## TO DO
From the entries below, determine the number of lines that contain "minutes". Give that number by itself.
━━━━━ RECORDS PROVIDED ━━━━━
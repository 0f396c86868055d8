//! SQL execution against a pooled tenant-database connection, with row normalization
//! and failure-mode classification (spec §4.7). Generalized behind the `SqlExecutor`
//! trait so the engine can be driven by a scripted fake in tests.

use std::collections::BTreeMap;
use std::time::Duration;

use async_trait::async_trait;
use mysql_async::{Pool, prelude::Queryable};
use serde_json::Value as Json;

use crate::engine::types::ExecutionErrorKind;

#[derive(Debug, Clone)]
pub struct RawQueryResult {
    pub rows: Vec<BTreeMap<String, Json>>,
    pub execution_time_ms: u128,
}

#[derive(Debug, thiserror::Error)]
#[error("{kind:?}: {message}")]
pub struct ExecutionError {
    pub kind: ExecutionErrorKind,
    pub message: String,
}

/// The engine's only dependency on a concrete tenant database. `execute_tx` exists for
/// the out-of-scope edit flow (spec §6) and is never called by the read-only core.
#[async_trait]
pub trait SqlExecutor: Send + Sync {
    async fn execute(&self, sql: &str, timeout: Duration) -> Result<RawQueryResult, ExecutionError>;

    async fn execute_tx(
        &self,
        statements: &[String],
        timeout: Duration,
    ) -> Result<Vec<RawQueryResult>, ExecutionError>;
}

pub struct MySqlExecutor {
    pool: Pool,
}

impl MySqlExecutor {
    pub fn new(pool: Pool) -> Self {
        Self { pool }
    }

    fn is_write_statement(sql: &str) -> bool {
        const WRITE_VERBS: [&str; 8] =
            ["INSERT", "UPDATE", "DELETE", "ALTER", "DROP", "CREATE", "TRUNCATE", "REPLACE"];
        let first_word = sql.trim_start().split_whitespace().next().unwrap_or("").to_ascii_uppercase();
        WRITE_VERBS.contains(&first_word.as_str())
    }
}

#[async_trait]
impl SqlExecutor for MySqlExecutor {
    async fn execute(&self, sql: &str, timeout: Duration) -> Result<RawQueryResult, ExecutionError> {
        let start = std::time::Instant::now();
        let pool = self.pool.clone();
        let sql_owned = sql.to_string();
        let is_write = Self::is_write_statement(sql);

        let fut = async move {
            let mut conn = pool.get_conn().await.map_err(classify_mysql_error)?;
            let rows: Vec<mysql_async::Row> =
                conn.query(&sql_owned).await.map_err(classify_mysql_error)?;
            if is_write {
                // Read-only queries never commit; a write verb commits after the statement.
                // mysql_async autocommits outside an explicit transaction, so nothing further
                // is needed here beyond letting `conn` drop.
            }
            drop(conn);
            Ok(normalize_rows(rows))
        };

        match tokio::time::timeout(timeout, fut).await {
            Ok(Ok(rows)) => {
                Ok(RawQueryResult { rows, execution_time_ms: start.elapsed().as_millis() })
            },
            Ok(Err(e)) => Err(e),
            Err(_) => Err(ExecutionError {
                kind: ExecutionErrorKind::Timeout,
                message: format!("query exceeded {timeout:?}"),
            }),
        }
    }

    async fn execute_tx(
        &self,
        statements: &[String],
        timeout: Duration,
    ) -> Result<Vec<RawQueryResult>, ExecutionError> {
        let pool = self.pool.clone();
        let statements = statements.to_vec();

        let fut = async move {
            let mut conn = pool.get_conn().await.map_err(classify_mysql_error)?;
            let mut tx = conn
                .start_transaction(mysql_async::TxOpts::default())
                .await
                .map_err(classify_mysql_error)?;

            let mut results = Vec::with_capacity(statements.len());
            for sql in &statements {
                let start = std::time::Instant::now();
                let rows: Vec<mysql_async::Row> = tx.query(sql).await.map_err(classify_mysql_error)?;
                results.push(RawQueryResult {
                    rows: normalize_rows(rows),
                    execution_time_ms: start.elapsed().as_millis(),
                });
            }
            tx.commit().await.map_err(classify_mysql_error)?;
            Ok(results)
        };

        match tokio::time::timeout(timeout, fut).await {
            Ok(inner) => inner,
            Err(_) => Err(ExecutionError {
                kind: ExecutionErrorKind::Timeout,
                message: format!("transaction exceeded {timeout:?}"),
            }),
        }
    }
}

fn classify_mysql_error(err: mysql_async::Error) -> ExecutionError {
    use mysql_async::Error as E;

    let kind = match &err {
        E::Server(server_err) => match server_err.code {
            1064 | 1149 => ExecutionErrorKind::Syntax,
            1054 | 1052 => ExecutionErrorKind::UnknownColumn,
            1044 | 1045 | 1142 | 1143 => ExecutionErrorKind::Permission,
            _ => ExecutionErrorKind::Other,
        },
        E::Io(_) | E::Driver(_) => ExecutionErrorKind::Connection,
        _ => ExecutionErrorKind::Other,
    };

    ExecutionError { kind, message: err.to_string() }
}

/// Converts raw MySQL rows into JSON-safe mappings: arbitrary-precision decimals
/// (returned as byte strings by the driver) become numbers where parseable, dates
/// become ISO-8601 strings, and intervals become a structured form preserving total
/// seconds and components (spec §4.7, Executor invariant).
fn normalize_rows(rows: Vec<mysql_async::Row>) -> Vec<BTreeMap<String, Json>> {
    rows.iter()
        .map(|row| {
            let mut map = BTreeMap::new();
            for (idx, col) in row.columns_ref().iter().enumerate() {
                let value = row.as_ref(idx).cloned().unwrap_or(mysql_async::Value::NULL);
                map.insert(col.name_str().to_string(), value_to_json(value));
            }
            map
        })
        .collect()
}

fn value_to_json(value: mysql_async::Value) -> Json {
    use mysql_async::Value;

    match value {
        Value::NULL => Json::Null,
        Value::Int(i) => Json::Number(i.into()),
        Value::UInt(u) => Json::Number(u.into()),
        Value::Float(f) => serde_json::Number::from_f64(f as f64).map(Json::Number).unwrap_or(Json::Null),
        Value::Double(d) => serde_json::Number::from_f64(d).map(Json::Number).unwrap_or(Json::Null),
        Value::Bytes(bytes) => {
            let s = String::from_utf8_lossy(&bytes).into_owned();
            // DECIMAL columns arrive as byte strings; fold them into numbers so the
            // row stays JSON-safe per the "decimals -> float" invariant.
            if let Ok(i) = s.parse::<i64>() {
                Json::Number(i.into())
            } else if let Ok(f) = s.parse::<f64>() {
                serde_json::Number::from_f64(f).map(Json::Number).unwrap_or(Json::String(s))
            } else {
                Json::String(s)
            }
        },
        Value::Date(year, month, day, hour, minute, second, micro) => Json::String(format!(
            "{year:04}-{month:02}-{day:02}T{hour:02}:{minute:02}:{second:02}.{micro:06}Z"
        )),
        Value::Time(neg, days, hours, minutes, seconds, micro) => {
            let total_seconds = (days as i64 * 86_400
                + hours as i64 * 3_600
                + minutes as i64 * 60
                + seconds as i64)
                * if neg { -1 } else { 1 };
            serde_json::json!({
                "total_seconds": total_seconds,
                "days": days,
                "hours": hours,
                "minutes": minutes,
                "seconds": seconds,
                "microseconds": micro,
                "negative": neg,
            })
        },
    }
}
━━━━━
━━━━━ RECORDS PROVIDED ━━━━━
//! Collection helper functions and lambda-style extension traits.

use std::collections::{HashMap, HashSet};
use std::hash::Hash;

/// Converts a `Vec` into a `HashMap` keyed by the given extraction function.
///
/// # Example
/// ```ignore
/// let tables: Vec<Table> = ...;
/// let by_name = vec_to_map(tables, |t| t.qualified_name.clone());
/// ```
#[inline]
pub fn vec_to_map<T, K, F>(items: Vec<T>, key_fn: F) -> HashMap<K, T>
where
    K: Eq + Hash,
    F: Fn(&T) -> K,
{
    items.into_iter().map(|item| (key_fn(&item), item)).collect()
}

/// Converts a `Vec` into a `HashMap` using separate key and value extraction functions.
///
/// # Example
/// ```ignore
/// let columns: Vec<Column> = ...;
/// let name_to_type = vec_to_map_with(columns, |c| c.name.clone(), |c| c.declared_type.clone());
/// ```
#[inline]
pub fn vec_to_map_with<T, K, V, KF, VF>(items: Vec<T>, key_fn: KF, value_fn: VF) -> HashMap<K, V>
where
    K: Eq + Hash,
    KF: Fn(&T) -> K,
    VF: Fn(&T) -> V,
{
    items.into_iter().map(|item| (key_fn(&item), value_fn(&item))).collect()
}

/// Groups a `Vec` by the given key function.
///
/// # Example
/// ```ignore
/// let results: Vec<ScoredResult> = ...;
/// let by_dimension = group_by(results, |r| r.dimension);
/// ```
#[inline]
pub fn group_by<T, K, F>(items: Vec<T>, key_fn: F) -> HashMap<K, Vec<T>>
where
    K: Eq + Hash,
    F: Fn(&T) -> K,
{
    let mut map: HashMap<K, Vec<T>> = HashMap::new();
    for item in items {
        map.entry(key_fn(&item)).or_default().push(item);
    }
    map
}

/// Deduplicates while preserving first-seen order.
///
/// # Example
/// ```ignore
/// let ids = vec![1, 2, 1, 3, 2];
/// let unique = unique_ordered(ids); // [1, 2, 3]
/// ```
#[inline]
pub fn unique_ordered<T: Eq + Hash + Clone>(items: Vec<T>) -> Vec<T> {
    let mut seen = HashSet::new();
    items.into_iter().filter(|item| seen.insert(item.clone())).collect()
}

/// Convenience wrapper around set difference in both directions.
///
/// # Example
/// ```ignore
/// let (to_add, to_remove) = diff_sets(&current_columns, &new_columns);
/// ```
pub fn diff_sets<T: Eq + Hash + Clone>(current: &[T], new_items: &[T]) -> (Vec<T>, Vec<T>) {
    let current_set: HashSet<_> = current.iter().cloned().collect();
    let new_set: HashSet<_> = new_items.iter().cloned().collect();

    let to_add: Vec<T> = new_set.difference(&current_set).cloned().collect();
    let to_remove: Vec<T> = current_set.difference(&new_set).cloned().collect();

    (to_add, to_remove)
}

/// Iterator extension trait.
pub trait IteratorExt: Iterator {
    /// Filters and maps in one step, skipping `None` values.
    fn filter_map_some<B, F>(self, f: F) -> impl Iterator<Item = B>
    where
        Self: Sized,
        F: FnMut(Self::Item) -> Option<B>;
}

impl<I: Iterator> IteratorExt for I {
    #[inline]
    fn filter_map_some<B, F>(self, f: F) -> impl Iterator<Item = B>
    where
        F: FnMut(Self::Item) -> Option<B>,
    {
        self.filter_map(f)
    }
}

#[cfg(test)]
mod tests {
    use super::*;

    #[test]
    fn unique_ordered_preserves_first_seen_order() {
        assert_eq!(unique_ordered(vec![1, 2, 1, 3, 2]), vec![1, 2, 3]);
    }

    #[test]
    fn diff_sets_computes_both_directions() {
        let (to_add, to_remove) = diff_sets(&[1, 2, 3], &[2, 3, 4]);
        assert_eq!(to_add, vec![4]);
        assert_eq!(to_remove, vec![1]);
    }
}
━━━━━
━━━━━ RECORDS PROVIDED ━━━━━
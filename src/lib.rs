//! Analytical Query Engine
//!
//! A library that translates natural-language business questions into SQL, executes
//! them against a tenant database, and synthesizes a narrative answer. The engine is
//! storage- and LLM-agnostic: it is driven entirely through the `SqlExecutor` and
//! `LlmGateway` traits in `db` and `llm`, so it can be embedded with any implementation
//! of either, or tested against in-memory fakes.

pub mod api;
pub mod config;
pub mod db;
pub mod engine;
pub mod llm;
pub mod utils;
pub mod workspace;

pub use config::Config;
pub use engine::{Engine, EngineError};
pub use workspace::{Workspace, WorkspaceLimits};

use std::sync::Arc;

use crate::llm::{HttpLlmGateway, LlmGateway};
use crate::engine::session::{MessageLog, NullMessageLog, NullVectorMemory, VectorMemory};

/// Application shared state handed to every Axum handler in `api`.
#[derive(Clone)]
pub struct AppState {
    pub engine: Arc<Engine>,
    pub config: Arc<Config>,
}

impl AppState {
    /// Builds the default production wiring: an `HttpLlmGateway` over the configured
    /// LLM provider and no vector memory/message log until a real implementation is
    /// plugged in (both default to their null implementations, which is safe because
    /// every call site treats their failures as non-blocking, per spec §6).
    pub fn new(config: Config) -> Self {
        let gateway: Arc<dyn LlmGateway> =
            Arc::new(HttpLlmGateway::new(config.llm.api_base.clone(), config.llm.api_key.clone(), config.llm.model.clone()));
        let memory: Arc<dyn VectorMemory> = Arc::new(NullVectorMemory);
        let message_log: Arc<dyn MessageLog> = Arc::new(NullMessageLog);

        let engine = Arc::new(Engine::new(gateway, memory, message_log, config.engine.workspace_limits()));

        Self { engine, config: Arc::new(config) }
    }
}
━━━━━
## SOLUTION BELOW
3